==== RECORDS TO USE
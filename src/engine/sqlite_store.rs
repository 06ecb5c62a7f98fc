use crate::engine::store::{GrantStore, StoreError};
use crate::models::{GrantScope, PermissionGrant};
use crate::utils::now_utc;
use async_trait::async_trait;
use sqlx::sqlite::{SqliteConnectOptions, SqliteJournalMode, SqlitePool, SqlitePoolOptions};
use sqlx::{QueryBuilder, Row, Sqlite};
use std::path::{Path, PathBuf};

/// Where a SQLite-backed store keeps its rows.
#[derive(Debug, Clone, PartialEq, Eq)]
pub enum SqliteLocation {
    Memory,
    File(PathBuf),
}

impl SqliteLocation {
    /// Accepts `sqlite::memory:`, `:memory:`, `sqlite://<path>`, `sqlite:<path>`
    /// or a bare file path.
    pub fn parse(connection_string: &str) -> Result<Self, StoreError> {
        let trimmed = connection_string.trim();
        if trimmed == ":memory:" || trimmed == "sqlite::memory:" || trimmed == "sqlite://:memory:" {
            return Ok(Self::Memory);
        }

        let path = trimmed
            .strip_prefix("sqlite://")
            .or_else(|| trimmed.strip_prefix("sqlite:"))
            .unwrap_or(trimmed);

        if path.is_empty() || path.contains("://") {
            return Err(StoreError::InvalidConnectionString(connection_string.to_string()));
        }

        Ok(Self::File(PathBuf::from(path)))
    }
}

/// Grant store persisting rows to SQLite.
///
/// Uses sqlx for async access; the pool is safe to share across tasks.
/// The unique index on (identity, service, permission, created_by) is what
/// keeps concurrent `give` calls from writing the same grant twice.
#[derive(Debug, Clone)]
pub struct SqliteGrantStore {
    pool: SqlitePool,
}

impl SqliteGrantStore {
    /// Open (or create) the store and initialize the schema.
    pub async fn connect(connection_string: &str, max_connections: u32) -> Result<Self, StoreError> {
        let pool = match SqliteLocation::parse(connection_string)? {
            // Every connection to :memory: is a separate database, so keep exactly one alive
            SqliteLocation::Memory => {
                SqlitePoolOptions::new()
                    .max_connections(1)
                    .min_connections(1)
                    .idle_timeout(None)
                    .max_lifetime(None)
                    .connect_with(SqliteConnectOptions::new().in_memory(true))
                    .await?
            }
            SqliteLocation::File(path) => {
                ensure_parent_dir(&path)?;
                SqlitePoolOptions::new()
                    .max_connections(max_connections.max(1))
                    .connect_with(
                        SqliteConnectOptions::new()
                            .filename(&path)
                            .create_if_missing(true)
                            .journal_mode(SqliteJournalMode::Wal),
                    )
                    .await?
            }
        };

        Self::init_schema(&pool).await?;

        Ok(Self { pool })
    }

    /// In-memory store, mostly for tests.
    pub async fn in_memory() -> Result<Self, StoreError> {
        Self::connect("sqlite::memory:", 1).await
    }

    pub fn pool(&self) -> &SqlitePool {
        &self.pool
    }

    async fn init_schema(pool: &SqlitePool) -> Result<(), sqlx::Error> {
        sqlx::query(
            "CREATE TABLE IF NOT EXISTS permissions (
                id INTEGER PRIMARY KEY AUTOINCREMENT,
                identity INTEGER NOT NULL,
                service TEXT NOT NULL,
                permission TEXT NOT NULL,
                created_by TEXT NOT NULL,
                created_at TEXT NOT NULL,
                updated_at TEXT NOT NULL,
                UNIQUE (identity, service, permission, created_by)
            )",
        )
        .execute(pool)
        .await?;

        sqlx::query(
            "CREATE INDEX IF NOT EXISTS idx_permissions_scope
             ON permissions(identity, service, created_by)",
        )
        .execute(pool)
        .await?;

        Ok(())
    }

    fn row_to_grant(row: sqlx::sqlite::SqliteRow) -> Result<PermissionGrant, sqlx::Error> {
        Ok(PermissionGrant {
            identity: row.try_get(0)?,
            service: row.try_get(1)?,
            permission: row.try_get(2)?,
            created_by: row.try_get(3)?,
            created_at: row.try_get(4)?,
            updated_at: row.try_get(5)?,
        })
    }
}

fn ensure_parent_dir(path: &Path) -> Result<(), StoreError> {
    if let Some(parent) = path.parent() {
        if !parent.as_os_str().is_empty() {
            std::fs::create_dir_all(parent).map_err(sqlx::Error::Io)?;
        }
    }
    Ok(())
}

fn insert_error(error: sqlx::Error, permission: &str) -> StoreError {
    match &error {
        sqlx::Error::Database(db_error) if db_error.is_unique_violation() => {
            StoreError::DuplicateGrant {
                permission: permission.to_string(),
            }
        }
        _ => StoreError::Database(error),
    }
}

#[async_trait]
impl GrantStore for SqliteGrantStore {
    async fn find_grants(&self, scope: &GrantScope) -> Result<Vec<PermissionGrant>, StoreError> {
        let rows = sqlx::query(
            "SELECT identity, service, permission, created_by, created_at, updated_at
             FROM permissions
             WHERE identity = ? AND service = ? AND created_by = ?
             ORDER BY id",
        )
        .bind(scope.identity)
        .bind(&scope.service)
        .bind(&scope.created_by)
        .fetch_all(&self.pool)
        .await?;

        let mut grants = Vec::with_capacity(rows.len());
        for row in rows {
            grants.push(Self::row_to_grant(row)?);
        }

        Ok(grants)
    }

    async fn insert_grants(&self, scope: &GrantScope, permissions: &[String]) -> Result<(), StoreError> {
        if permissions.is_empty() {
            return Ok(());
        }

        let now = now_utc();
        let mut tx = self.pool.begin().await?;

        for permission in permissions {
            // Dropping `tx` on error rolls back the rows inserted so far
            sqlx::query(
                "INSERT INTO permissions (identity, service, permission, created_by, created_at, updated_at)
                 VALUES (?, ?, ?, ?, ?, ?)",
            )
            .bind(scope.identity)
            .bind(&scope.service)
            .bind(permission)
            .bind(&scope.created_by)
            .bind(&now)
            .bind(&now)
            .execute(&mut *tx)
            .await
            .map_err(|e| insert_error(e, permission))?;
        }

        tx.commit().await?;
        Ok(())
    }

    async fn delete_grants(&self, scope: &GrantScope, permissions: &[String]) -> Result<u64, StoreError> {
        if permissions.is_empty() {
            return Ok(0);
        }

        let mut builder: QueryBuilder<Sqlite> =
            QueryBuilder::new("DELETE FROM permissions WHERE identity = ");
        builder.push_bind(scope.identity);
        builder.push(" AND service = ");
        builder.push_bind(scope.service.clone());
        builder.push(" AND created_by = ");
        builder.push_bind(scope.created_by.clone());
        builder.push(" AND permission IN (");
        let mut values = builder.separated(", ");
        for permission in permissions {
            values.push_bind(permission.clone());
        }
        values.push_unseparated(")");

        let result = builder.build().execute(&self.pool).await?;
        Ok(result.rows_affected())
    }
}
========
### TASK STATEMENT
Working from the material above, restate word for word the lines between the line with "TABLE IF NOT" and the line with "if db_error.is_unique_violation() =>", both included, and only those.

### FINISHED TASK
            "CREATE TABLE IF NOT EXISTS permissions (
                id INTEGER PRIMARY KEY AUTOINCREMENT,
                identity INTEGER NOT NULL,
                service TEXT NOT NULL,
                permission TEXT NOT NULL,
                created_by TEXT NOT NULL,
                created_at TEXT NOT NULL,
                updated_at TEXT NOT NULL,
                UNIQUE (identity, service, permission, created_by)
            )",
        )
        .execute(pool)
        .await?;

        sqlx::query(
            "CREATE INDEX IF NOT EXISTS idx_permissions_scope
             ON permissions(identity, service, created_by)",
        )
        .execute(pool)
        .await?;

        Ok(())
    }

    fn row_to_grant(row: sqlx::sqlite::SqliteRow) -> Result<PermissionGrant, sqlx::Error> {
        Ok(PermissionGrant {
            identity: row.try_get(0)?,
            service: row.try_get(1)?,
            permission: row.try_get(2)?,
            created_by: row.try_get(3)?,
            created_at: row.try_get(4)?,
            updated_at: row.try_get(5)?,
        })
    }
}

fn ensure_parent_dir(path: &Path) -> Result<(), StoreError> {
    if let Some(parent) = path.parent() {
        if !parent.as_os_str().is_empty() {
            std::fs::create_dir_all(parent).map_err(sqlx::Error::Io)?;
        }
    }
    Ok(())
}

fn insert_error(error: sqlx::Error, permission: &str) -> StoreError {
    match &error {
        sqlx::Error::Database(db_error) if db_error.is_unique_violation() => {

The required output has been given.